## Exercise directions:
Using the records below, filter for lines that contain the string "segments" and copy them out.

## Exercise materials:
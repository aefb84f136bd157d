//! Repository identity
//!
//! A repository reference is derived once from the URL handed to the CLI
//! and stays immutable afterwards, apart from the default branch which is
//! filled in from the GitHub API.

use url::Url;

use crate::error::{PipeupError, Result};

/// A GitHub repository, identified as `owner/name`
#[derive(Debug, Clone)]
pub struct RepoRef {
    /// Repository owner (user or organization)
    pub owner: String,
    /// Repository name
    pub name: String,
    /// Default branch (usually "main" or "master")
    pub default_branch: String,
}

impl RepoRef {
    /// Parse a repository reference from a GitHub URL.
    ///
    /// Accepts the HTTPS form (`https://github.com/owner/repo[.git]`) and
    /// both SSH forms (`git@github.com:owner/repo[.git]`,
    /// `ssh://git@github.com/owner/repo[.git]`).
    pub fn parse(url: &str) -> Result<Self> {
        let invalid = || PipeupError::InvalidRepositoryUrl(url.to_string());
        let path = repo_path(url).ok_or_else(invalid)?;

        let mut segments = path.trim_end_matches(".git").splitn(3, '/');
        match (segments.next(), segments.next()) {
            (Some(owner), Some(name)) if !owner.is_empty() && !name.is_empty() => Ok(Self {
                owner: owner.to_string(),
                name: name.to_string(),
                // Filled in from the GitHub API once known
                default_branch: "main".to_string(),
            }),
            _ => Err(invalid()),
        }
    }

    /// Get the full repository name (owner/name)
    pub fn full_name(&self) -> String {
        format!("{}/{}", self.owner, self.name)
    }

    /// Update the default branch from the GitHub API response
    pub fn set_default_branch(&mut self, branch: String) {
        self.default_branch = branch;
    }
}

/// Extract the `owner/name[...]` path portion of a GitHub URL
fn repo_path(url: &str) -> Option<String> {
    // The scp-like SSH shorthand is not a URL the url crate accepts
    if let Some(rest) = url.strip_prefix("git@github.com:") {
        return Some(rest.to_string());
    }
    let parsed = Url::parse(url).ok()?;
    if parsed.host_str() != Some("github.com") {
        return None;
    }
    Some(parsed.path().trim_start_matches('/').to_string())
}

## Exercise solution:
        let mut segments = path.trim_end_matches(".git").splitn(3, '/');
        match (segments.next(), segments.next()) {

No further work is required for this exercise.